From: Linus Torvalds <torvalds@osdl.org>
Newsgroups: fa.linux.kernel
Subject: Re: Memory barriers and spin_unlock safety
Date: Wed, 08 Mar 2006 03:56:11 UTC
Message-ID: <fa.fvWC5NqPWNdlq/uvLaaHJz9U+pg@ifi.uio.no>
Original-Message-ID: <Pine.LNX.4.64.0603071930530.32577@g5.osdl.org>

On Wed, 8 Mar 2006, Paul Mackerras wrote:
>
> Linus Torvalds writes:
>
> > So the rules from the PC side (and like it or not, they end up being
> > what all the drivers are tested with) are:
> >
> >  - regular stores are ordered by write barriers
>
> I thought regular stores were always ordered anyway?

For the hw, yes. For the compiler no.

So you actually do end up needing write barriers even on x86. It won't
compile to any actual _instruction_, but it will be a compiler barrier (ie
it just ends up being an empty inline asm that "modifies" memory).

So forgetting the wmb() is a bug even on x86, unless you happen to program
in assembly.

Of course, the x86 hw semantics _do_ mean that forgetting it is less
likely to cause problems, just because the compiler re-ordering is fairly
unlikely most of the time.

> >  - PIO stores are always synchronous
>
> By synchronous, do you mean ordered with respect to all other accesses
> (regular memory, MMIO, prefetchable MMIO, PIO)?

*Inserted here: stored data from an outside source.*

//! Sheet build kernel: one declarative layout in, one styled grid out.
//!
//! Every report type shares this single algorithm; report types differ only
//! in the [`SpecSheetLayout`] data they pass in (see `presets`).

use std::collections::BTreeMap;

use rayon::prelude::*;

use crate::conf::{EnumStyleArchetype, StyleCatalog};
use crate::spec::{
    EnumBorderLine, EnumMergeBorderMode, LayoutError, SheetBuild, SheetGrid, SpecCellStyle,
    SpecHeaderBlock, SpecMergedRange, SpecPrintSettings, SpecSheetLayout,
};
use crate::util::{cm_to_page_units, pixels_to_width_units};

////////////////////////////////////////////////////////////////////////////////
// #region BuildEntryPoints

/// Build one sheet from one layout, deterministically.
///
/// The style catalog is created fresh per call: no style state is shared
/// between builds, so repeated calls with an identical layout yield
/// structurally identical grids.
///
/// Steps:
/// 1. Validate the whole layout before any cell is written.
/// 2. Apply sheet-wide defaults (widths, heights, print setup).
/// 3. Materialize header blocks recursively (text, styles, merges, borders).
/// 4. Emit the numbered footer row under the deepest header row.
///
/// Returns the grid plus the first free row where data rows may begin.
pub fn build_sheet(layout: &SpecSheetLayout) -> Result<SheetBuild, LayoutError> {
    validate_layout(layout)?;

    let catalog = StyleCatalog::new();
    let mut grid = derive_empty_grid(layout);

    for block in &layout.blocks {
        materialize_block(&mut grid, block, &catalog)?;
    }

    let n_row_numbers = derive_row_below_blocks(&layout.blocks);
    let n_cols = derive_block_column_count(&layout.blocks);
    emit_numbered_row(&mut grid, n_row_numbers, n_cols, &catalog)?;

    Ok(SheetBuild {
        grid,
        row_data_start: n_row_numbers + 1,
    })
}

Close, yes. HOWEVER, it's only really ordered wrt the "innermost" bus. I
don't think PCI bridges are supposed to post PIO writes, but a x86 CPU
basically won't stall for them forever. I _think_ they'll wait for it to
hit that external bus, though.

So it's totally serializing in the sense that all preceding reads have
completed and all preceding writes have hit the cache-coherency point, but
you don't necessarily know when the write itself will hit the device (the
write will return before that necessarily happens).

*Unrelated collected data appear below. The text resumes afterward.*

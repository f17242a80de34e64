//! Shared sheet-layout specification models and top-level error types.

use std::collections::BTreeMap;
use std::fmt;

////////////////////////////////////////////////////////////////////////////////
// #region CellStyleSpecification

/// Border line kind for one cell edge.
#[derive(Debug, Clone, Copy, PartialEq, Eq, Hash)]
pub enum EnumBorderLine {
    /// No printed border.
    None,
    /// Thin solid border.
    Thin,
}

/// Cell style descriptor cloned from a named archetype and patched per use.
#[derive(Debug, Clone, PartialEq, Eq, Hash, Default)]
pub struct SpecCellStyle {
    /// Font family name.
    pub font_name: Option<String>,
    /// Font size in points.
    pub font_size: Option<i64>,
    /// Bold style.
    pub bold: Option<bool>,

    /// Horizontal alignment.
    pub align: Option<String>,
    /// Vertical alignment.
    pub valign: Option<String>,
    /// Text wrap.
    pub text_wrap: Option<bool>,
    /// Text rotation in degrees (0 or 90).
    pub rotation: Option<i16>,

    /// Top border edge.
    pub top: Option<EnumBorderLine>,
    /// Bottom border edge.
    pub bottom: Option<EnumBorderLine>,
    /// Left border edge.
    pub left: Option<EnumBorderLine>,
    /// Right border edge.
    pub right: Option<EnumBorderLine>,
}

impl SpecCellStyle {
    /// Return a new style by overlaying `patch` onto `self`.
    pub fn with_(&self, patch: SpecCellStyle) -> SpecCellStyle {
        self.merge(&patch)
    }

    /// Merge two styles with right-side non-`None` overwrite semantics.
    pub fn merge(&self, other: &SpecCellStyle) -> SpecCellStyle {
        SpecCellStyle {
            font_name: other.font_name.clone().or_else(|| self.font_name.clone()),
            font_size: other.font_size.or(self.font_size),
            bold: other.bold.or(self.bold),
            align: other.align.clone().or_else(|| self.align.clone()),
            valign: other.valign.clone().or_else(|| self.valign.clone()),
            text_wrap: other.text_wrap.or(self.text_wrap),
            rotation: other.rotation.or(self.rotation),
            top: other.top.or(self.top),
            bottom: other.bottom.or(self.bottom),
            left: other.left.or(self.left),
            right: other.right.or(self.right),
        }
    }
}

// #endregion
////////////////////////////////////////////////////////////////////////////////
// #region SheetLayoutSpecification

/// Page orientation for print setup.
#[derive(Debug, Clone, Copy, PartialEq, Eq)]
pub enum EnumPrintOrientation {
    /// Landscape page orientation.
    Landscape,
    /// Portrait page orientation.
    Portrait,
}

/// Page margins. Unit depends on context: centimeters in
/// [`SpecSheetLayout`], inches in [`SpecPrintSettings`].
#[derive(Debug, Clone, Copy, PartialEq, Default)]
pub struct SpecPageMargins {
    /// Left margin.
    pub left: f64,
    /// Right margin.
    pub right: f64,
    /// Top margin.
    pub top: f64,
    /// Bottom margin.
    pub bottom: f64,
}

/// One declarative title/header cell or merged region.
///
/// Coordinates are 0-based and inclusive. A block whose children are
/// non-empty is a column group: the children's column spans must exactly
/// partition the parent's span, and the parent's own cell occupies the rows
/// above the topmost child.
#[derive(Debug, Clone, PartialEq, Eq)]
pub struct SpecHeaderBlock {
    /// First grid row of the block.
    pub row_start: usize,
    /// Last grid row of the block (inclusive).
    pub row_end: usize,
    /// First grid column of the block.
    pub col_start: usize,
    /// Last grid column of the block (inclusive).
    pub col_end: usize,
    /// Display text written to the block's top-left cell.
    pub text: String,
    /// Named style archetype applied to every covered cell.
    pub archetype: crate::conf::EnumStyleArchetype,
    /// Child blocks partitioning this block's column span.
    pub children: Vec<SpecHeaderBlock>,
}

impl SpecHeaderBlock {
    /// Leaf block covering `rows` x `cols` (inclusive bounds) with no children.
    pub fn leaf(
        rows: (usize, usize),
        cols: (usize, usize),
        text: &str,
        archetype: crate::conf::EnumStyleArchetype,
    ) -> Self {
        Self {
            row_start: rows.0,
            row_end: rows.1,
            col_start: cols.0,
            col_end: cols.1,
            text: text.to_string(),
            archetype,
            children: Vec::new(),
        }
    }

    /// Column-group block with child blocks.
    pub fn group(
        rows: (usize, usize),
        cols: (usize, usize),
        text: &str,
        archetype: crate::conf::EnumStyleArchetype,
        children: Vec<SpecHeaderBlock>,
    ) -> Self {
        Self {
            children,
            ..Self::leaf(rows, cols, text, archetype)
        }
    }
}

/// Full declarative description of one report sheet. Immutable once built.
#[derive(Debug, Clone, PartialEq)]
pub struct SpecSheetLayout {
    /// Sheet name (sanitized at render time).
    pub sheet_name: String,
    /// Top-level header blocks in reading order.
    pub blocks: Vec<SpecHeaderBlock>,
    /// Column widths in pixels, one entry per grid column.
    pub widths_px_by_col: Vec<u32>,
    /// Default row height in pixels.
    pub row_height_default_px: u32,
    /// Per-row height overrides in pixels.
    pub heights_px_by_row: BTreeMap<usize, u32>,
    /// Print orientation.
    pub orientation: EnumPrintOrientation,
    /// Page margins in centimeters.
    pub margins_cm: SpecPageMargins,
}

// #endregion
////////////////////////////////////////////////////////////////////////////////
// #region SheetGridModel

/// Border treatment recorded for one merged range.
#[derive(Debug, Clone, Copy, PartialEq, Eq)]
pub enum EnumMergeBorderMode {
    /// Merge without borders (title rows).
    None,
    /// Thin border around the region perimeter (header cells).
    Perimeter,
    /// Bottom edge only (instruction lines with a fill-in placeholder).
    BottomOnly,
}

/// One merged rectangular range, 0-based inclusive bounds.
#[derive(Debug, Clone, Copy, PartialEq, Eq)]
pub struct SpecMergedRange {
    /// First row of the range.
    pub row_start: usize,
    /// Last row of the range (inclusive).
    pub row_end: usize,
    /// First column of the range.
    pub col_start: usize,
    /// Last column of the range (inclusive).
    pub col_end: usize,
    /// Border treatment for the whole range.
    pub rule_border: EnumMergeBorderMode,
}

impl SpecMergedRange {
    /// Whether two ranges share at least one cell.
    pub fn intersects(&self, other: &SpecMergedRange) -> bool {
        self.row_start <= other.row_end
            && other.row_start <= self.row_end
            && self.col_start <= other.col_end
            && other.col_start <= self.col_end
    }
}

/// One populated grid cell: display text plus resolved style.
#[derive(Debug, Clone, PartialEq, Eq)]
pub struct SpecSheetCell {
    /// Display text ("" for styled-but-empty cells).
    pub text: String,
    /// Resolved cell style.
    pub style: SpecCellStyle,
}

/// Print setup carried by a built sheet.
#[derive(Debug, Clone, PartialEq)]
pub struct SpecPrintSettings {
    /// Page orientation.
    pub orientation: EnumPrintOrientation,
    /// Fit-to-page width in pages (1 = fit all columns on one page).
    pub n_fit_width: u16,
    /// Fit-to-page height in pages (0 = unbounded).
    pub n_fit_height: u16,
    /// Page margins in inches.
    pub margins_in: SpecPageMargins,
}

/// Fully built sheet model handed to the render collaborator.
///
/// Owned exclusively by the build call that created it; the grid itself
/// performs no I/O.
#[derive(Debug, Clone, PartialEq)]
pub struct SheetGrid {
    /// Sheet name.
    pub sheet_name: String,
    /// Sparse cell grid keyed by `(row, col)`.
    pub cells: BTreeMap<(usize, usize), SpecSheetCell>,
    /// Merged ranges, pairwise non-overlapping.
    pub merges: Vec<SpecMergedRange>,
    /// Column widths in pixels.
    pub widths_px_by_col: Vec<u32>,
    /// Column widths in character width units (see `pixels_to_width_units`).
    pub widths_units_by_col: Vec<u32>,
    /// Default row height in pixels.
    pub row_height_default_px: u32,
    /// Per-row height overrides in pixels.
    pub heights_px_by_row: BTreeMap<usize, u32>,
    /// Print setup.
    pub print: SpecPrintSettings,
}

impl SheetGrid {
    /// Set cell text + style at `(row, col)`.
    pub fn set_cell(&mut self, row: usize, col: usize, text: String, style: SpecCellStyle) {
        self.cells.insert((row, col), SpecSheetCell { text, style });
    }

    /// Register a merged range, rejecting overlap with existing ranges.
    pub fn register_merge(&mut self, range: SpecMergedRange) -> Result<(), LayoutError> {
        if let Some(existing) = self.merges.iter().find(|m| m.intersects(&range)) {
            return Err(LayoutError::MergeOverlap {
                first: *existing,
                second: range,
            });
        }
        self.merges.push(range);
        Ok(())
    }

    /// Last grid row carrying any cell, or `None` for an empty grid.
    pub fn row_max(&self) -> Option<usize> {
        self.cells.keys().map(|(row, _)| *row).max()
    }
}

/// Result of one sheet build: the grid plus the first free data row.
#[derive(Debug, Clone, PartialEq)]
pub struct SheetBuild {
    /// Built sheet model.
    pub grid: SheetGrid,
    /// First row index below all emitted header content.
    pub row_data_start: usize,
}

// #endregion
////////////////////////////////////////////////////////////////////////////////
// #region Errors

/// "Build call failed" errors (layout validation stage).
///
/// Raised before any cell is written, so a failed build never leaves a
/// partially populated grid behind.
#[derive(Debug)]
pub enum LayoutError {
    /// Style archetype name not present in the catalog.
    UnknownArchetype(String),
    /// Block bounds are inverted (`end < start`).
    InvalidBlockGeometry {
        /// Block display text.
        text: String,
        /// `(row_start, row_end, col_start, col_end)` as declared.
        bounds: (usize, usize, usize, usize),
    },
    /// Block columns exceed the declared column-width table.
    BlockOutsideWidthTable {
        /// Block display text.
        text: String,
        /// Last block column (inclusive).
        col_end: usize,
        /// Declared column count.
        n_cols: usize,
    },
    /// Two top-level blocks cover a common cell.
    BlocksOverlap {
        /// First block text.
        text_first: String,
        /// Second block text.
        text_second: String,
    },
    /// Child block rows fall outside the parent block rows.
    ChildRowsOutsideParent {
        /// Parent block text.
        text_parent: String,
        /// Child block text.
        text_child: String,
    },
    /// Children column spans do not partition the parent span exactly.
    ChildrenNotPartitioning {
        /// Parent block text.
        text_parent: String,
        /// Gap/overlap description.
        detail: String,
    },
    /// Group block text has no row of its own above its children.
    GroupRowConsumed {
        /// Parent block text.
        text_parent: String,
    },
    /// Two merged ranges cover a common cell.
    MergeOverlap {
        /// Previously registered range.
        first: SpecMergedRange,
        /// Rejected range.
        second: SpecMergedRange,
    },
}

impl fmt::Display for LayoutError {
    fn fmt(&self, f: &mut fmt::Formatter<'_>) -> fmt::Result {
        match self {
            Self::UnknownArchetype(name) => {
                write!(f, "Unknown style archetype: {name:?}")
            }
            Self::InvalidBlockGeometry { text, bounds } => {
                write!(
                    f,
                    "Invalid block geometry for {text:?}: rows/cols {bounds:?} must satisfy end >= start"
                )
            }
            Self::BlockOutsideWidthTable {
                text,
                col_end,
                n_cols,
            } => write!(
                f,
                "Block {text:?} ends at column {col_end} but only {n_cols} column widths are declared"
            ),
            Self::BlocksOverlap {
                text_first,
                text_second,
            } => write!(
                f,
                "Top-level blocks overlap: {text_first:?} and {text_second:?}"
            ),
            Self::ChildRowsOutsideParent {
                text_parent,
                text_child,
            } => write!(
                f,
                "Child block {text_child:?} rows fall outside parent {text_parent:?}"
            ),
            Self::ChildrenNotPartitioning {
                text_parent,
                detail,
            } => write!(
                f,
                "Children of {text_parent:?} do not partition its column span: {detail}"
            ),
            Self::GroupRowConsumed { text_parent } => write!(
                f,
                "Group block {text_parent:?} has text but its children start at its first row"
            ),
            Self::MergeOverlap { first, second } => write!(
                f,
                "Merged ranges overlap: {first:?} and {second:?}"
            ),
        }
    }
}

impl std::error::Error for LayoutError {}

// #endregion
////////////////////////////////////////////////////////////////////////////////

> In other words, if I store a value in regular memory, then do an
> outb() to a device, and the device does a DMA read to the location I
> just stored to, is the device guaranteed to see the value I just
> stored (assuming no other later store to the location)?

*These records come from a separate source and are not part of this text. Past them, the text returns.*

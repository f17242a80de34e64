//! Extraction constants: date token pattern, keyword tables, default rules.

use crate::spec::{EnumValueMatcher, SpecExtractionRule, SpecRegionShape};

/// Date token: `d.m.yy` through `dd.mm.yyyy`, bounded on both sides.
pub const C_PATTERN_DATE: &str = r"\b\d{1,2}\.\d{1,2}\.\d{2,4}\b";

/// Keyword prefixes marking the customer-name line, in priority order.
pub const TUP_KEYWORDS_CUSTOMER: [&str; 2] = ["наименование заказчика", "заказчик"];
/// Keyword prefixes marking the protocol-number line.
pub const TUP_KEYWORDS_PROTOCOL: [&str; 3] = ["№ протокола", "номер протокола", "протокол №"];
/// Keyword prefixes marking the application-number line.
pub const TUP_KEYWORDS_APPLICATION: [&str; 3] = ["№ заявки", "номер заявки", "заявка"];

/// Minimum column span for a merged region to count as a header line.
/// Narrow merges are table cells, not document header lines.
pub const N_SPAN_COLS_MIN_DEFAULT: usize = 4;

fn derive_header_line_shape() -> SpecRegionShape {
    SpecRegionShape {
        if_single_row: true,
        col_start_required: Some(0),
        span_cols_min: N_SPAN_COLS_MIN_DEFAULT,
    }
}

/// Default rule set for measurement protocol workbooks.
pub fn derive_default_extraction_rules() -> Vec<SpecExtractionRule> {
    vec![
        SpecExtractionRule {
            field_name: "customer".to_string(),
            sheet_name_filter: None,
            region_shape: derive_header_line_shape(),
            matcher: EnumValueMatcher::KeywordPrefix(
                TUP_KEYWORDS_CUSTOMER.iter().map(ToString::to_string).collect(),
            ),
        },
        SpecExtractionRule {
            field_name: "protocol_no".to_string(),
            sheet_name_filter: None,
            region_shape: derive_header_line_shape(),
            matcher: EnumValueMatcher::KeywordPrefix(
                TUP_KEYWORDS_PROTOCOL.iter().map(ToString::to_string).collect(),
            ),
        },
        SpecExtractionRule {
            field_name: "application_no".to_string(),
            sheet_name_filter: None,
            region_shape: derive_header_line_shape(),
            matcher: EnumValueMatcher::KeywordPrefix(
                TUP_KEYWORDS_APPLICATION.iter().map(ToString::to_string).collect(),
            ),
        },
        SpecExtractionRule {
            field_name: "measurement_dates".to_string(),
            sheet_name_filter: None,
            region_shape: derive_header_line_shape(),
            matcher: EnumValueMatcher::DatePattern,
        },
    ]
}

Yes, assuming that the DMA read is in respose to (ie causally related to)
the write.

> >  - MMIO stores are ordered by IO semantics
> > 	- PCI ordering must be honored:
> > 	  * write combining is only allowed on PCI memory resources
> > 	    that are marked prefetchable. If your host bridge does write
> > 	    combining in general, it's not a "host bridge", it's a "host
> > 	    disaster".
>
> Presumably the host bridge doesn't know what sort of PCI resource is
> mapped at a given address, so that information (whether the resource
> is prefetchable) must come from the CPU, which would get it from the
> TLB entry or an MTRR entry - is that right?

Correct. Although it could of course be a map in the host bridge itself,
not on the CPU.

If the host bridge doesn't know, then the host bridge had better not
combine or the CPU had better tell it not to combine, using something like
a "sync" instruction that causes bus traffic. Either of those approaches
is likely a performance disaster, so you do want to have the CPU and/or
hostbridge do this all automatically for you.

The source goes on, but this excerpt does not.